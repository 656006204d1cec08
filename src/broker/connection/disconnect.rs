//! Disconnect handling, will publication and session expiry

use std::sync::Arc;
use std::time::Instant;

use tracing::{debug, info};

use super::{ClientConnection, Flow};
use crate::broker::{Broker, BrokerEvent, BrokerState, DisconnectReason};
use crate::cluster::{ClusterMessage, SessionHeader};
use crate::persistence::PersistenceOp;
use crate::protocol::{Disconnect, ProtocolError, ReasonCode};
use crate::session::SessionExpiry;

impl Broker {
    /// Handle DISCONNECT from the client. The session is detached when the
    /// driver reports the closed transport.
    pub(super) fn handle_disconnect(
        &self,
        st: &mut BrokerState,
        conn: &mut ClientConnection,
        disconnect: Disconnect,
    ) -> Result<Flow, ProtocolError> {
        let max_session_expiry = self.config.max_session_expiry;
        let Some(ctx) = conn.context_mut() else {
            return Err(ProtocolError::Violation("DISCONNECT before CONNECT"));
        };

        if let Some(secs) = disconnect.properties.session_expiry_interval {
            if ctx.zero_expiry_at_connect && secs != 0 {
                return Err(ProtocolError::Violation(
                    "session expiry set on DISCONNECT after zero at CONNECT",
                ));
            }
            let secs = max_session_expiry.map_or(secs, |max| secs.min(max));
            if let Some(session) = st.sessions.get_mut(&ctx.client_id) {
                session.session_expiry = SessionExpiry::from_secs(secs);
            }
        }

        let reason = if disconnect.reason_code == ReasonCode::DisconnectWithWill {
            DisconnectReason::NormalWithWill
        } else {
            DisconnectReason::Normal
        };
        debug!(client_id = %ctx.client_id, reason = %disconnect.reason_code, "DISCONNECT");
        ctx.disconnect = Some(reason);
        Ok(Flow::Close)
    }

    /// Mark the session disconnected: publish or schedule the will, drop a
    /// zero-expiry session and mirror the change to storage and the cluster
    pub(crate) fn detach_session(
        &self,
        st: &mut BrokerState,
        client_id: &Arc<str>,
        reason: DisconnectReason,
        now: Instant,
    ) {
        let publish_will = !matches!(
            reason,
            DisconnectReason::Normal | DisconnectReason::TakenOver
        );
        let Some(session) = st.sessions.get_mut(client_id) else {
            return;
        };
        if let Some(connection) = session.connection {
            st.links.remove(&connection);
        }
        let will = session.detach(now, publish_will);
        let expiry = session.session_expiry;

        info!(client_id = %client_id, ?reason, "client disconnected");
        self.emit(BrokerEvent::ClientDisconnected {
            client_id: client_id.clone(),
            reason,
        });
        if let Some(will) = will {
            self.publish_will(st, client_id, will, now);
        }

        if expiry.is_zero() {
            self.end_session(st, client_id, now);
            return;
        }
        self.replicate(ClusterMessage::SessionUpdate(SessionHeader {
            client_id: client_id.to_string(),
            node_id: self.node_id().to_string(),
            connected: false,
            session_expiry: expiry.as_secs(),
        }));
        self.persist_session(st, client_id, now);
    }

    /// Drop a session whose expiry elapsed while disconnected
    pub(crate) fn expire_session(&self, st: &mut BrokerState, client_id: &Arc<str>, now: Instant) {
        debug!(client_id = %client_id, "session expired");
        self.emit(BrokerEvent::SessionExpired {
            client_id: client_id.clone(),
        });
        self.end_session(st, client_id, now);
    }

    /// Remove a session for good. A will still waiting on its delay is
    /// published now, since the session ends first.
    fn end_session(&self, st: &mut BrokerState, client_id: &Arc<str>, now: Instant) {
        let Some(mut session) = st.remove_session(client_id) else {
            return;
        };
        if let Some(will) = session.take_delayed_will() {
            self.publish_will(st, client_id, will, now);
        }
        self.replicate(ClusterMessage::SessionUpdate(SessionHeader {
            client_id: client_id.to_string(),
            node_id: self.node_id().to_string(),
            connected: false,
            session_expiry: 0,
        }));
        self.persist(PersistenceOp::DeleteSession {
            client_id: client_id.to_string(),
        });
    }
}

◆ Task instructions ◆
Once you have read the records, write every one of them out again exactly.

◆ Solution to this exercise ◆
repository 656006204d1cec08
filename src/broker/connection/disconnect.rs
//! Disconnect handling, will publication and session expiry

use std::sync::Arc;
use std::time::Instant;

use tracing::{debug, info};

use super::{ClientConnection, Flow};
use crate::broker::{Broker, BrokerEvent, BrokerState, DisconnectReason};
use crate::cluster::{ClusterMessage, SessionHeader};
use crate::persistence::PersistenceOp;
use crate::protocol::{Disconnect, ProtocolError, ReasonCode};
use crate::session::SessionExpiry;

impl Broker {
    /// Handle DISCONNECT from the client. The session is detached when the
    /// driver reports the closed transport.
    pub(super) fn handle_disconnect(
        &self,
        st: &mut BrokerState,
        conn: &mut ClientConnection,
        disconnect: Disconnect,
    ) -> Result<Flow, ProtocolError> {
        let max_session_expiry = self.config.max_session_expiry;
        let Some(ctx) = conn.context_mut() else {
            return Err(ProtocolError::Violation("DISCONNECT before CONNECT"));
        };

        if let Some(secs) = disconnect.properties.session_expiry_interval {
            if ctx.zero_expiry_at_connect && secs != 0 {
                return Err(ProtocolError::Violation(
                    "session expiry set on DISCONNECT after zero at CONNECT",
                ));
            }
            let secs = max_session_expiry.map_or(secs, |max| secs.min(max));
            if let Some(session) = st.sessions.get_mut(&ctx.client_id) {
                session.session_expiry = SessionExpiry::from_secs(secs);
            }
        }

        let reason = if disconnect.reason_code == ReasonCode::DisconnectWithWill {
            DisconnectReason::NormalWithWill
        } else {
            DisconnectReason::Normal
        };
        debug!(client_id = %ctx.client_id, reason = %disconnect.reason_code, "DISCONNECT");
        ctx.disconnect = Some(reason);
        Ok(Flow::Close)
    }

    /// Mark the session disconnected: publish or schedule the will, drop a
    /// zero-expiry session and mirror the change to storage and the cluster
    pub(crate) fn detach_session(
        &self,
        st: &mut BrokerState,
        client_id: &Arc<str>,
        reason: DisconnectReason,
        now: Instant,
    ) {
        let publish_will = !matches!(
            reason,
            DisconnectReason::Normal | DisconnectReason::TakenOver
        );
        let Some(session) = st.sessions.get_mut(client_id) else {
            return;
        };
        if let Some(connection) = session.connection {
            st.links.remove(&connection);
        }
        let will = session.detach(now, publish_will);
        let expiry = session.session_expiry;

        info!(client_id = %client_id, ?reason, "client disconnected");
        self.emit(BrokerEvent::ClientDisconnected {
            client_id: client_id.clone(),
            reason,
        });
        if let Some(will) = will {
            self.publish_will(st, client_id, will, now);
        }

        if expiry.is_zero() {
            self.end_session(st, client_id, now);
            return;
        }
        self.replicate(ClusterMessage::SessionUpdate(SessionHeader {
            client_id: client_id.to_string(),
            node_id: self.node_id().to_string(),
            connected: false,
            session_expiry: expiry.as_secs(),
        }));
        self.persist_session(st, client_id, now);
    }

    /// Drop a session whose expiry elapsed while disconnected
    pub(crate) fn expire_session(&self, st: &mut BrokerState, client_id: &Arc<str>, now: Instant) {
        debug!(client_id = %client_id, "session expired");
        self.emit(BrokerEvent::SessionExpired {
            client_id: client_id.clone(),
        });
        self.end_session(st, client_id, now);
    }

    /// Remove a session for good. A will still waiting on its delay is
    /// published now, since the session ends first.
    fn end_session(&self, st: &mut BrokerState, client_id: &Arc<str>, now: Instant) {
        let Some(mut session) = st.remove_session(client_id) else {
            return;
        };
        if let Some(will) = session.take_delayed_will() {
            self.publish_will(st, client_id, will, now);
        }
        self.replicate(ClusterMessage::SessionUpdate(SessionHeader {
            client_id: client_id.to_string(),
            node_id: self.node_id().to_string(),
            connected: false,
            session_expiry: 0,
        }));
        self.persist(PersistenceOp::DeleteSession {
            client_id: client_id.to_string(),
        });
    }
}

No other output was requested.